WORK TASK: The required output consists solely of the lines from the line containing "is merged only" through the end of the records, copied exactly.

RECORDS PROVIDED:

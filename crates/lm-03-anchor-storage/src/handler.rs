//! Message handlers for the anchor module.

use shared_types::{Context, MsgPurchaseChainStorage, MsgRecordChainBlock, MsgRegisterChain};

use crate::domain::{AnchorError, RecordOutcome, StorageCapacity};
use crate::service::AnchorStorageManager;

impl AnchorStorageManager {
    pub fn handle_register(&self, ctx: &mut Context<'_>, msg: &MsgRegisterChain) -> Result<u64, AnchorError> {
        msg.validate_basic()?;
        self.register_chain(
            ctx,
            &msg.moniker,
            &msg.name,
            &msg.genesis_hash,
            &msg.base_type,
            &msg.owner,
        )
    }

    pub fn handle_record(&self, ctx: &mut Context<'_>, msg: &MsgRecordChainBlock) -> Result<RecordOutcome, AnchorError> {
        msg.validate_basic()?;
        self.record_block(ctx, msg.chain_id, msg.height, &msg.hashes, &msg.owner)
    }

    pub fn handle_purchase_storage(
        &self,
        ctx: &mut Context<'_>,
        msg: &MsgPurchaseChainStorage,
    ) -> Result<StorageCapacity, AnchorError> {
        msg.validate_basic()?;
        self.purchase_slots(ctx, msg.chain_id, msg.number, &msg.owner)
    }
}
//! Enterprise configuration.

use serde::{Deserialize, Serialize};
use shared_types::{validate_denom, Address};

use super::errors::OrderError;

pub const DEFAULT_DENOM: &str = "nund";
pub const DEFAULT_MIN_ACCEPTS: u64 = 1;
/// Seconds an order may wait for decisions before it is auto-rejected.
pub const DEFAULT_DECISION_TIME_LIMIT: u64 = 84_600;

/// Tunables of the purchase-order workflow and the escrow denomination.
#[derive(Debug, Clone, PartialEq, Eq, Serialize, Deserialize)]
pub struct EnterpriseParams {
    pub denom: String,
    pub min_accepts: u64,
    pub decision_time_limit: u64,
    pub signers: Vec<Address>,
    /// Bumped on every accepted update.
    #[serde(default)]
    pub version: u64,
}

impl Default for EnterpriseParams {
    fn default() -> Self {
        Self {
            denom: DEFAULT_DENOM.to_string(),
            min_accepts: DEFAULT_MIN_ACCEPTS,
            decision_time_limit: DEFAULT_DECISION_TIME_LIMIT,
            signers: Vec::new(),
            version: 1,
        }
    }
}

impl EnterpriseParams {
    /// Params with the given signer set, everything else default.
    pub fn with_signers(signers: Vec<Address>, min_accepts: u64) -> Self {
        Self {
            signers,
            min_accepts,
            ..Default::default()
        }
    }

    /// Three fixed signers, two accepts needed, one hour to decide.
    pub fn for_testing() -> Self {
        Self {
            min_accepts: 2,
            decision_time_limit: 3_600,
            signers: vec![
                Address::new([0x51; 20]),
                Address::new([0x52; 20]),
                Address::new([0x53; 20]),
            ],
            ..Default::default()
        }
    }

    pub fn is_signer(&self, addr: &Address) -> bool {
        self.signers.contains(addr)
    }

    /// Rejections above this many make acceptance unreachable.
    pub fn reject_threshold(&self) -> u64 {
        (self.signers.len() as u64).saturating_sub(self.min_accepts)
    }

    pub fn validate(&self) -> Result<(), OrderError> {
        validate_denom(&self.denom).map_err(|e| OrderError::InvalidParams(e.to_string()))?;
        if self.min_accepts == 0 {
            return Err(OrderError::InvalidParams("min accepts must be positive".into()));
        }
        if self.decision_time_limit == 0 {
            return Err(OrderError::InvalidParams(
                "decision time limit must be positive".into(),
            ));
        }
        if self.signers.is_empty() {
            return Err(OrderError::InvalidParams("at least one signer required".into()));
        }
        if (self.signers.len() as u64) < self.min_accepts {
            return Err(OrderError::InvalidParams(format!(
                "{} signers cannot reach {} accepts",
                self.signers.len(),
                self.min_accepts
            )));
        }
        let mut seen = std::collections::BTreeSet::new();
        for signer in &self.signers {
            if signer.is_zero() || !seen.insert(*signer) {
                return Err(OrderError::InvalidParams(format!("bad signer entry {}", signer)));
            }
        }
        Ok(())
    }
}
//! The decorator trait and the ordered chain that runs them.

use shared_types::{Context, Tx};
use tracing::debug;

use crate::errors::AnteError;

/// One admission stage.
///
/// A decorator may read any state and may write through `ctx`; the chain
/// discards every write if a later stage fails.
pub trait AnteDecorator {
    fn name(&self) -> &'static str;

    fn ante_handle(&self, ctx: &mut Context<'_>, tx: &Tx, simulate: bool) -> Result<(), AnteError>;
}

/// Decorators run in insertion order, stopping at the first error.
#[derive(Default)]
pub struct AnteChain<'k> {
    decorators: Vec<Box<dyn AnteDecorator + 'k>>,
}

impl<'k> AnteChain<'k> {
    pub fn new() -> Self {
        Self {
            decorators: Vec::new(),
        }
    }

    pub fn with(mut self, decorator: impl AnteDecorator + 'k) -> Self {
        self.decorators.push(Box::new(decorator));
        self
    }

    pub fn len(&self) -> usize {
        self.decorators.len()
    }

    pub fn is_empty(&self) -> bool {
        self.decorators.is_empty()
    }

    pub fn names(&self) -> Vec<&'static str> {
        self.decorators.iter().map(|d| d.name()).collect()
    }

    /// Run every stage against a branch of `ctx`. The branch is merged only
    /// if all stages pass.
    pub fn run(&self, ctx: &mut Context<'_>, tx: &Tx, simulate: bool) -> Result<(), AnteError> {
        ctx.run_atomic(|ctx| {
            for decorator in &self.decorators {
                decorator.ante_handle(ctx, tx, simulate).map_err(|e| {
                    debug!("[ante] {} rejected tx: {}", decorator.name(), e);
                    e
                })?;
            }
            Ok(())
        })
    }
}
//! # Genesis
//!
//! Versioned state snapshots and the migrations between their layouts.

pub mod migrate;
pub mod state;

pub use migrate::{MigrationError, MigrationPipeline, MigrationStep};
pub use state::{GenesisError, GenesisState, GENESIS_VERSION};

ANSWER:
    /// Run every stage against a branch of `ctx`. The branch is merged only
    /// if all stages pass.
    pub fn run(&self, ctx: &mut Context<'_>, tx: &Tx, simulate: bool) -> Result<(), AnteError> {
        ctx.run_atomic(|ctx| {
            for decorator in &self.decorators {
                decorator.ante_handle(ctx, tx, simulate).map_err(|e| {
                    debug!("[ante] {} rejected tx: {}", decorator.name(), e);
                    e
                })?;
            }
            Ok(())
        })
    }
}
//! # Genesis
//!
//! Versioned state snapshots and the migrations between their layouts.

pub mod migrate;
pub mod state;

pub use migrate::{MigrationError, MigrationPipeline, MigrationStep};
pub use state::{GenesisError, GenesisState, GENESIS_VERSION};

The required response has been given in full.